When prosecutors are idiots.

Sometimes, prosecuting attorneys are so fired up they refuse to see the facts of a case and send an innocent person to jail. Thank god this story finally has a happy ending:

Teacher’s porn conviction overturned - Security - MSNBC.com

Two things that really got me angry:

Superior Court Judge Hillary Strackbein granted Amero’s motion for a retrial Wednesday after determining that a Norwich police detective who was called as an expert prosecution witness had given “erroneous” testimony about the computer.

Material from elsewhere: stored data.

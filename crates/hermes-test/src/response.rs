//! Test response wrapper.

use crate::error::TestError;
use bytes::Bytes;
use hermes_core::ErrorEnvelope;
use http::{header, HeaderMap, StatusCode};
use http_body_util::BodyExt;
use serde::de::DeserializeOwned;
use std::fmt;

/// A test response with helper methods for assertions.
pub struct TestResponse {
    status: StatusCode,
    headers: HeaderMap,
    body: Bytes,
}

impl TestResponse {
    /// Creates a test response by collecting an HTTP response body.
    pub async fn from_http<B>(response: http::Response<B>) -> Result<Self, TestError>
    where
        B: BodyExt,
        B::Error: fmt::Display,
    {
        let (parts, body) = response.into_parts();
        let body = body
            .collect()
            .await
            .map_err(|e| TestError::BodyRead(e.to_string()))?
            .to_bytes();

        Ok(Self {
            status: parts.status,
            headers: parts.headers,
            body,
        })
    }

    /// Returns the status code.
    #[must_use]
    pub fn status(&self) -> StatusCode {
        self.status
    }

    /// Returns a reference to the headers.
    #[must_use]
    pub fn headers(&self) -> &HeaderMap {
        &self.headers
    }

    /// Gets a header value as a string.
    #[must_use]
    pub fn header_str(&self, name: impl AsRef<str>) -> Option<&str> {
        self.headers
            .get(name.as_ref())
            .and_then(|value| value.to_str().ok())
    }

    /// Returns the Content-Type header value.
    #[must_use]
    pub fn content_type(&self) -> Option<&str> {
        self.header_str(header::CONTENT_TYPE.as_str())
    }

    /// Returns the raw body bytes.
    #[must_use]
    pub fn body(&self) -> &Bytes {
        &self.body
    }

    /// Returns the body as a string.
    pub fn text(&self) -> Result<String, TestError> {
        String::from_utf8(self.body.to_vec())
            .map_err(|e| TestError::BodyRead(format!("Invalid UTF-8: {e}")))
    }

    /// Deserializes the body as JSON.
    pub fn json<T: DeserializeOwned>(&self) -> Result<T, TestError> {
        serde_json::from_slice(&self.body).map_err(TestError::from)
    }

    /// Asserts that the status code equals the expected value.
    ///
    /// # Panics
    ///
    /// Panics if the status code doesn't match.
    pub fn assert_status(&self, expected: StatusCode) -> &Self {
        assert_eq!(
            self.status, expected,
            "Expected status {}, got {}",
            expected, self.status
        );
        self
    }

    /// Asserts that the status code equals the expected u16 value.
    ///
    /// # Panics
    ///
    /// Panics if the status code doesn't match.
    pub fn assert_status_code(&self, expected: u16) -> &Self {
        assert_eq!(self.status.as_u16(), expected);
        self
    }

    /// Asserts that the response body is the given error envelope.
    ///
    /// # Panics
    ///
    /// Panics if the body is not a JSON envelope or doesn't match.
    pub fn assert_envelope(&self, status: &str, message: &str) -> &Self {
        let envelope: ErrorEnvelope = self.json().expect("body should be a JSON envelope");
        assert_eq!(envelope.status, status, "Envelope status mismatch");
        assert_eq!(envelope.message, message, "Envelope message mismatch");
        self.assert_content_type("application/json")
    }

    /// Asserts that the Content-Type header starts with the expected
    /// value.
    ///
    /// # Panics
    ///
    /// Panics if Content-Type doesn't match.
    pub fn assert_content_type(&self, expected: impl AsRef<str>) -> &Self {
        let expected = expected.as_ref();
        let actual = self.content_type().expect("Content-Type header not found");
        assert!(
            actual.starts_with(expected),
            "Content-Type: expected '{}', got '{}'",
            expected,
            actual
        );
        self
    }

    /// Asserts that the body contains the expected substring.
    ///
    /// # Panics
    ///
    /// Panics if the body doesn't contain the substring.
    pub fn assert_body_contains(&self, expected: impl AsRef<str>) -> &Self {
        let expected = expected.as_ref();
        let body = self.text().expect("Body should be valid UTF-8");
        assert!(
            body.contains(expected),
            "Body should contain '{}', got: {}",
            expected,
            body
        );
        self
    }
}

impl fmt::Debug for TestResponse {
    fn fmt(&self, f: &mut fmt::Formatter<'_>) -> fmt::Result {
        f.debug_struct("TestResponse")
            .field("status", &self.status)
            .field("headers", &self.headers)
            .field("body_len", &self.body.len())
            .finish()
    }
}
// Copyright (C) 2026  Caprica Software Limited
//
// This program is free software: you can redistribute it and/or modify
// it under the terms of the GNU General Public License as published by
// the Free Software Foundation, either version 3 of the License, or
// (at your option) any later version.
//
// This program is distributed in the hope that it will be useful,
// but WITHOUT ANY WARRANTY; without even the implied warranty of
// MERCHANTABILITY or FITNESS FOR A PARTICULAR PURPOSE.  See the
// GNU General Public License for more details.
//
// You should have received a copy of the GNU General Public License
// along with this program.  If not, see <https://www.gnu.org/licenses/>.

use crate::model::ArtistRef;

/// Formats a track duration in milliseconds as an `m:ss` string.
///
/// Minutes are not padded, seconds always are; `125000` becomes `"2:05"`.
/// Negative durations clamp to zero.
pub(crate) fn format_duration(millis: i64) -> String {
    let total_seconds = millis.max(0) / 1000;
    let mins = total_seconds / 60;
    let secs = total_seconds % 60;
    format!("{}:{:02}", mins, secs)
}

/// Joins the credited artist names for display in a single table cell.
pub(crate) fn artist_names(artists: &[ArtistRef]) -> String {
    artists
        .iter()
        .map(|artist| artist.name.as_str())
        .collect::<Vec<_>>()
        .join(", ")
}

A date for her new trial has not been set, but prosecutors did not oppose the ruling, meaning Amero is unlikely to face any further prosecution, NBC affiliate WVIT-TV of Hartford reported.

Assistant State’s Attorney David Smith acknowledged Wednesday that erroneous information about the computer was presented during trial. He said the errors came to light when prosecutors sent the computer to a state laboratory for examination after the trial.


Since when is a police detective a "spyware/adware expert?" And since WHEN does the prosecution send evidence to be examined AFTER the trial? I hope this lady counter-sues the state and the Norwich police for mental anguish and suffering. Seriously.